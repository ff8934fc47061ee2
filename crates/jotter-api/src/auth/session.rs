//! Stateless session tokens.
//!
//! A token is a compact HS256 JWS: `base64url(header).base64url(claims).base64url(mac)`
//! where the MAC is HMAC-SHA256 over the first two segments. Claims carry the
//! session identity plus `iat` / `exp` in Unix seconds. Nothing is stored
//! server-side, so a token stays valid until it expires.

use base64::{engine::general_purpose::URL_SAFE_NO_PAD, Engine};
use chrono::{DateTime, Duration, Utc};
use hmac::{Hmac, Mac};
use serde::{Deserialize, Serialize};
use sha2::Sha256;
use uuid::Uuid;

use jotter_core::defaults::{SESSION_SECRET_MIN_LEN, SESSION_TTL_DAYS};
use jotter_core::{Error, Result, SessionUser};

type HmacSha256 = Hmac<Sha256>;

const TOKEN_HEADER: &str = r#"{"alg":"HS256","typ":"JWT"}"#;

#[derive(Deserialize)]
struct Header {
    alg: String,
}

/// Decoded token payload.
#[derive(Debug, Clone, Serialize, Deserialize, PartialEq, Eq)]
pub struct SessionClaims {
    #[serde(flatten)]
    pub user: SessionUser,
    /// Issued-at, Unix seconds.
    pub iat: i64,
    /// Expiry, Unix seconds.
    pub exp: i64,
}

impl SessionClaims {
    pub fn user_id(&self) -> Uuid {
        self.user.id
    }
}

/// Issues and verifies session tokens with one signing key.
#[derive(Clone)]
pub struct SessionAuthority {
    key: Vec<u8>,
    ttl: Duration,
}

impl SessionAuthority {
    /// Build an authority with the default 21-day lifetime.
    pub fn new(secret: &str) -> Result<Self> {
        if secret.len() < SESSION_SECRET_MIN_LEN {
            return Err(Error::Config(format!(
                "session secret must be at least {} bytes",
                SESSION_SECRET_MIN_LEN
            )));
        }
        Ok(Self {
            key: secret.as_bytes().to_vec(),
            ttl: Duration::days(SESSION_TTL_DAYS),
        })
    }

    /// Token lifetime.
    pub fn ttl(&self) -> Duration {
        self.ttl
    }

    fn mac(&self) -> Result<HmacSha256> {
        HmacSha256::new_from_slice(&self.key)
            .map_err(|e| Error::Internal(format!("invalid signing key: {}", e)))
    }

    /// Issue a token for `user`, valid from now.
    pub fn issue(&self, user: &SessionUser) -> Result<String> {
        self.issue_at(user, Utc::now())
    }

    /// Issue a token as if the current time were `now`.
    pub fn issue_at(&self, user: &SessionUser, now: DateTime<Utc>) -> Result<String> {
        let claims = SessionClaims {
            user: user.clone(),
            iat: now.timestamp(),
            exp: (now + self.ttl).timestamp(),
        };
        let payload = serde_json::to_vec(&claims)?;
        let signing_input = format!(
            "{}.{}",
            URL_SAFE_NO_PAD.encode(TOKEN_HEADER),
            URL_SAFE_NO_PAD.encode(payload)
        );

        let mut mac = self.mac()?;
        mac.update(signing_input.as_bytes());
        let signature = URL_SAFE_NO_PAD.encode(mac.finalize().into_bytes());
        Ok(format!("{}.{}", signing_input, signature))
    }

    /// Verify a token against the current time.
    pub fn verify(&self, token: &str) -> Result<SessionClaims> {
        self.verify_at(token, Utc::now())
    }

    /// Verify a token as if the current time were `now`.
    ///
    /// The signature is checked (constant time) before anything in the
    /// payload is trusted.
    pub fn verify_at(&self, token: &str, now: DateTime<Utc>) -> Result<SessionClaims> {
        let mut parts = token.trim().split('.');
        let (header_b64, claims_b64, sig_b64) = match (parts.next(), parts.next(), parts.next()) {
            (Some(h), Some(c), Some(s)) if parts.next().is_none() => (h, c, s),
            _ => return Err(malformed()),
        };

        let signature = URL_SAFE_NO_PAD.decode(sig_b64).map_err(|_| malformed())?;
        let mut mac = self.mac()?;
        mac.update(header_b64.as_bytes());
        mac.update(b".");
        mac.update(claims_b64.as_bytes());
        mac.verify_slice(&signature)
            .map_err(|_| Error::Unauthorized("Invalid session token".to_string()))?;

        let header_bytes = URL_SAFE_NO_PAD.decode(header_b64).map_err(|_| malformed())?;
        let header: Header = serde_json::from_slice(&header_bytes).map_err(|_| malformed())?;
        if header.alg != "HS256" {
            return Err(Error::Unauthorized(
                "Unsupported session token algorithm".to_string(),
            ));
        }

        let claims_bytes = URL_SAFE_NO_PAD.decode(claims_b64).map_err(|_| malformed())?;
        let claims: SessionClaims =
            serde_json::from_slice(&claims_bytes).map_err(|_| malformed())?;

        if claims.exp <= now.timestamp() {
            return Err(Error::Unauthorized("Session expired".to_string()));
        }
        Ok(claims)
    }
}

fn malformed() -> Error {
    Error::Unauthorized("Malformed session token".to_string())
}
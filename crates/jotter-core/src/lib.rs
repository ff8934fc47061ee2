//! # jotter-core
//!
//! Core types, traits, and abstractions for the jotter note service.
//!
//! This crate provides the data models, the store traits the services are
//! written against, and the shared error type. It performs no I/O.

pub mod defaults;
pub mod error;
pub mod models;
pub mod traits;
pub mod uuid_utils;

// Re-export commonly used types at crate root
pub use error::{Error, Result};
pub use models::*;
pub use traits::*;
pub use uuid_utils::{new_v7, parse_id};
________________
Task prompt: Determine how many lines above have the string "struct" and output nothing besides the count.

Task output: 3